### TASK OBJECTIVE
In the entries below, how many lines contain the word "what"? State the number and nothing more.
** WORKING DATA follows **
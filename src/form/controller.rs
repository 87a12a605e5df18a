use super::FormError;
use super::validation::{self, ValidationError};
use crate::constants::{UPLOAD_PREFIX, limits};
use crate::domain::events::NotificationEvent;
use crate::models::draft::episode_number_for;
use crate::models::{
    AnimeDraft, AnimeField, DraftStats, EpisodeDraft, EpisodeField, LinkDraft, LinkField,
    SubtitleDraft, SubtitleField,
};
use tokio::sync::broadcast;
use tracing::debug;

const EVENT_BUFFER: usize = 64;

/// Single owner of an [`AnimeDraft`].
///
/// Mutations take `&mut self`, so a draft has exactly one writer. Each applied
/// mutation bumps [`FormController::version`].
pub struct FormController {
    pub(super) draft: AnimeDraft,
    pub(super) version: u64,
    pub(super) events: broadcast::Sender<NotificationEvent>,
}

impl Default for FormController {
    fn default() -> Self {
        Self::new()
    }
}

impl FormController {
    #[must_use]
    pub fn new() -> Self {
        let (events, _) = broadcast::channel(EVENT_BUFFER);
        Self::with_event_bus(events)
    }

    /// Creates a controller that publishes to an existing notification bus.
    #[must_use]
    pub fn with_event_bus(events: broadcast::Sender<NotificationEvent>) -> Self {
        Self {
            draft: AnimeDraft::default(),
            version: 0,
            events,
        }
    }

    /// Adopts a draft built elsewhere (for example loaded from a file).
    ///
    /// Episodes are renumbered and duplicate genres dropped. Bounds that the
    /// mutation API enforces are checked here as well.
    ///
    /// # Errors
    ///
    /// Returns [`FormError`] when the draft exceeds the episode, link or
    /// subtitle caps.
    pub fn from_draft(mut draft: AnimeDraft) -> Result<Self, FormError> {
        if draft.episodes.len() > limits::MAX_EPISODES {
            return Err(FormError::EpisodeCountTooHigh);
        }
        for episode in &draft.episodes {
            if episode.links.len() > limits::MAX_LINKS_PER_EPISODE {
                return Err(FormError::LinkLimit);
            }
            if episode
                .links
                .iter()
                .any(|link| link.subtitles.len() > limits::MAX_SUBTITLES_PER_LINK)
            {
                return Err(FormError::SubtitleLimit);
            }
        }

        let mut seen = Vec::with_capacity(draft.genres.len());
        draft.genres.retain(|genre| {
            if seen.contains(genre) {
                false
            } else {
                seen.push(genre.clone());
                true
            }
        });
        draft.renumber();

        let mut controller = Self::new();
        controller.draft = draft;
        Ok(controller)
    }

    #[must_use]
    pub const fn draft(&self) -> &AnimeDraft {
        &self.draft
    }

    #[must_use]
    pub const fn version(&self) -> u64 {
        self.version
    }

    pub fn subscribe(&self) -> broadcast::Receiver<NotificationEvent> {
        self.events.subscribe()
    }

    #[must_use]
    pub fn stats(&self) -> DraftStats {
        self.draft.stats()
    }

    /// Discards the draft and starts over with a fresh one.
    pub fn reset(&mut self) {
        self.draft = AnimeDraft::default();
        self.touch();
    }

    /// Checks the draft against the submit rules.
    ///
    /// # Errors
    ///
    /// Returns the first [`ValidationError`] found; a notification is emitted
    /// with the same message.
    pub fn validate_for_submit(&self) -> Result<(), ValidationError> {
        validation::validate_for_submit(&self.draft).inspect_err(|err| {
            self.notify(NotificationEvent::error(err.to_string()));
        })
    }

    pub fn set_field(&mut self, field: AnimeField) {
        match field {
            AnimeField::Title(value) => self.draft.title = value,
            AnimeField::Description(value) => self.draft.description = value,
            AnimeField::Synopsis(value) => self.draft.synopsis = value,
            AnimeField::ThumbnailUrl(value) => {
                self.advise_url(&value);
                self.draft.thumbnail_url = value;
            }
            AnimeField::StudioName(value) => self.draft.studio_name = value,
            AnimeField::Rating(value) => {
                let clamped = if value.is_nan() {
                    limits::MIN_RATING
                } else {
                    value.clamp(limits::MIN_RATING, limits::MAX_RATING)
                };
                if (clamped - value).abs() > f32::EPSILON || value.is_nan() {
                    self.notify(NotificationEvent::warning(format!(
                        "Rating must be between {} and {}; using {clamped}",
                        limits::MIN_RATING,
                        limits::MAX_RATING
                    )));
                }
                self.draft.rating = clamped;
            }
            AnimeField::ReleaseYear(value) => self.draft.release_year = value,
            AnimeField::Status(value) => self.draft.status = value,
        }
        self.touch();
    }

    /// Adds the genre if absent, removes it otherwise.
    pub fn toggle_genre(&mut self, name: &str) {
        if let Some(position) = self.draft.genres.iter().position(|g| g == name) {
            self.draft.genres.remove(position);
        } else {
            self.draft.genres.push(name.to_string());
        }
        self.touch();
    }

    /// Grows or truncates the episode list to exactly `count` entries.
    ///
    /// # Errors
    ///
    /// `count` outside `1..=1000` is rejected and the draft is left unchanged.
    pub fn set_episode_count(&mut self, count: usize) -> Result<(), FormError> {
        if count < limits::MIN_EPISODES {
            return Err(self.reject(FormError::EpisodeCountTooLow));
        }
        if count > limits::MAX_EPISODES {
            return Err(self.reject(FormError::EpisodeCountTooHigh));
        }

        let current = self.draft.episodes.len();
        if count > current {
            self.draft
                .episodes
                .extend((current..count).map(|index| EpisodeDraft::numbered(episode_number_for(index))));
        } else {
            self.draft.episodes.truncate(count);
        }
        self.draft.episode_count = count;
        debug!(from = current, to = count, "Episode count changed");
        self.touch();
        Ok(())
    }

    /// # Errors
    ///
    /// [`FormError::IndexOutOfRange`] when `index` does not name an episode.
    pub fn update_episode(&mut self, index: usize, field: EpisodeField) -> Result<(), FormError> {
        self.episode_ref(index)?;
        if let EpisodeField::Duration(value) = &field
            && !value.is_empty()
            && !validation::is_valid_duration(value)
        {
            self.notify(NotificationEvent::warning(
                FormError::InvalidDuration.to_string(),
            ));
        }

        let episode = self.episode_mut(index)?;
        match field {
            EpisodeField::Title(value) => episode.title = value,
            EpisodeField::Description(value) => episode.description = value,
            EpisodeField::Duration(value) => episode.duration = value,
            EpisodeField::ThumbnailUrl(value) => episode.thumbnail_url = value,
        }
        self.touch();
        Ok(())
    }

    /// Appends an empty link to an episode.
    ///
    /// # Errors
    ///
    /// [`FormError::LinkLimit`] once the episode holds ten links.
    pub fn add_link(&mut self, episode_index: usize) -> Result<(), FormError> {
        let episode = self.episode_ref(episode_index)?;
        if episode.links.len() >= limits::MAX_LINKS_PER_EPISODE {
            return Err(self.reject(FormError::LinkLimit));
        }
        let episode_number = episode.episode_number;

        self.episode_mut(episode_index)?
            .links
            .push(LinkDraft::default());
        self.notify(NotificationEvent::LinkAdded { episode_number });
        self.touch();
        Ok(())
    }

    /// # Errors
    ///
    /// [`FormError::IndexOutOfRange`] for an unknown episode or link.
    pub fn remove_link(&mut self, episode_index: usize, link_index: usize) -> Result<(), FormError> {
        self.link_mut(episode_index, link_index)?;
        let episode = self.episode_mut(episode_index)?;
        episode.links.remove(link_index);
        let episode_number = episode.episode_number;

        self.notify(NotificationEvent::LinkRemoved { episode_number });
        self.touch();
        Ok(())
    }

    /// # Errors
    ///
    /// [`FormError::IndexOutOfRange`] for an unknown episode or link.
    pub fn update_link(
        &mut self,
        episode_index: usize,
        link_index: usize,
        field: LinkField,
    ) -> Result<(), FormError> {
        self.link_mut(episode_index, link_index)?;
        if let LinkField::Url(value) = &field {
            self.advise_url(value);
        }

        let link = self.link_mut(episode_index, link_index)?;
        match field {
            LinkField::Platform(value) => link.platform = value,
            LinkField::Url(value) => link.url = value,
            LinkField::Quality(value) => link.quality = value,
            LinkField::FileSize(value) => link.file_size = value,
        }
        self.touch();
        Ok(())
    }

    /// Appends an empty subtitle entry to a link.
    ///
    /// # Errors
    ///
    /// [`FormError::SubtitleLimit`] once the link holds five subtitles.
    pub fn add_subtitle(&mut self, episode_index: usize, link_index: usize) -> Result<(), FormError> {
        let full = self.link_mut(episode_index, link_index)?.subtitles.len()
            >= limits::MAX_SUBTITLES_PER_LINK;
        if full {
            return Err(self.reject(FormError::SubtitleLimit));
        }

        self.link_mut(episode_index, link_index)?
            .subtitles
            .push(SubtitleDraft::default());
        let episode_number = self.episode_ref(episode_index)?.episode_number;
        self.notify(NotificationEvent::SubtitleAdded { episode_number });
        self.touch();
        Ok(())
    }

    /// # Errors
    ///
    /// [`FormError::IndexOutOfRange`] for an unknown episode, link or subtitle.
    pub fn update_subtitle(
        &mut self,
        episode_index: usize,
        link_index: usize,
        subtitle_index: usize,
        field: SubtitleField,
    ) -> Result<(), FormError> {
        self.subtitle_mut(episode_index, link_index, subtitle_index)?;
        if let SubtitleField::Url(value) = &field {
            self.advise_url(value);
        }

        let subtitle = self.subtitle_mut(episode_index, link_index, subtitle_index)?;
        match field {
            SubtitleField::Language(value) => subtitle.language = value,
            SubtitleField::Url(value) => subtitle.url = value,
        }
        self.touch();
        Ok(())
    }

    /// Records a locally attached subtitle file, or clears it with `None`.
    ///
    /// # Errors
    ///
    /// [`FormError::IndexOutOfRange`] for an unknown episode, link or subtitle.
    pub fn attach_subtitle_file(
        &mut self,
        episode_index: usize,
        link_index: usize,
        subtitle_index: usize,
        file_name: Option<&str>,
    ) -> Result<(), FormError> {
        self.subtitle_mut(episode_index, link_index, subtitle_index)?;
        if let Some(name) = file_name
            && !validation::has_subtitle_extension(name)
        {
            self.notify(NotificationEvent::warning(format!(
                "'{name}' is not a recognized subtitle file (.srt, .vtt, .ass, .ssa, .sub)"
            )));
        }

        let subtitle = self.subtitle_mut(episode_index, link_index, subtitle_index)?;
        match file_name {
            Some(name) => {
                subtitle.file_path = format!("{UPLOAD_PREFIX}{name}");
                subtitle.file_name = name.to_string();
            }
            None => {
                subtitle.file_path.clear();
                subtitle.file_name.clear();
            }
        }
        self.touch();
        Ok(())
    }

    /// # Errors
    ///
    /// [`FormError::IndexOutOfRange`] for an unknown episode, link or subtitle.
    pub fn remove_subtitle(
        &mut self,
        episode_index: usize,
        link_index: usize,
        subtitle_index: usize,
    ) -> Result<(), FormError> {
        self.subtitle_mut(episode_index, link_index, subtitle_index)?;
        self.link_mut(episode_index, link_index)?
            .subtitles
            .remove(subtitle_index);
        self.touch();
        Ok(())
    }

    pub(super) fn touch(&mut self) {
        self.version += 1;
    }

    pub(super) fn notify(&self, event: NotificationEvent) {
        let _ = self.events.send(event);
    }

    /// Broadcasts the rejection when it is worth showing and hands it back.
    pub(super) fn reject(&self, err: FormError) -> FormError {
        if err.is_user_visible() {
            self.notify(NotificationEvent::error(err.to_string()));
        }
        err
    }

    fn advise_url(&self, value: &str) {
        if let Some(message) = validation::url_shape_warning(value) {
            self.notify(NotificationEvent::warning(message));
        }
    }

    pub(super) fn episode_ref(&self, index: usize) -> Result<&EpisodeDraft, FormError> {
        self.draft
            .episodes
            .get(index)
            .ok_or(FormError::IndexOutOfRange {
                what: "episode",
                index,
            })
    }

    fn episode_mut(&mut self, index: usize) -> Result<&mut EpisodeDraft, FormError> {
        self.draft
            .episodes
            .get_mut(index)
            .ok_or(FormError::IndexOutOfRange {
                what: "episode",
                index,
            })
    }

    fn link_mut(&mut self, episode_index: usize, link_index: usize) -> Result<&mut LinkDraft, FormError> {
        self.episode_mut(episode_index)?
            .links
            .get_mut(link_index)
            .ok_or(FormError::IndexOutOfRange {
                what: "link",
                index: link_index,
            })
    }

    fn subtitle_mut(
        &mut self,
        episode_index: usize,
        link_index: usize,
        subtitle_index: usize,
    ) -> Result<&mut SubtitleDraft, FormError> {
        self.link_mut(episode_index, link_index)?
            .subtitles
            .get_mut(subtitle_index)
            .ok_or(FormError::IndexOutOfRange {
                what: "subtitle",
                index: subtitle_index,
            })
    }
}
** End of WORKING DATA **
### EXERCISE OUTPUT
4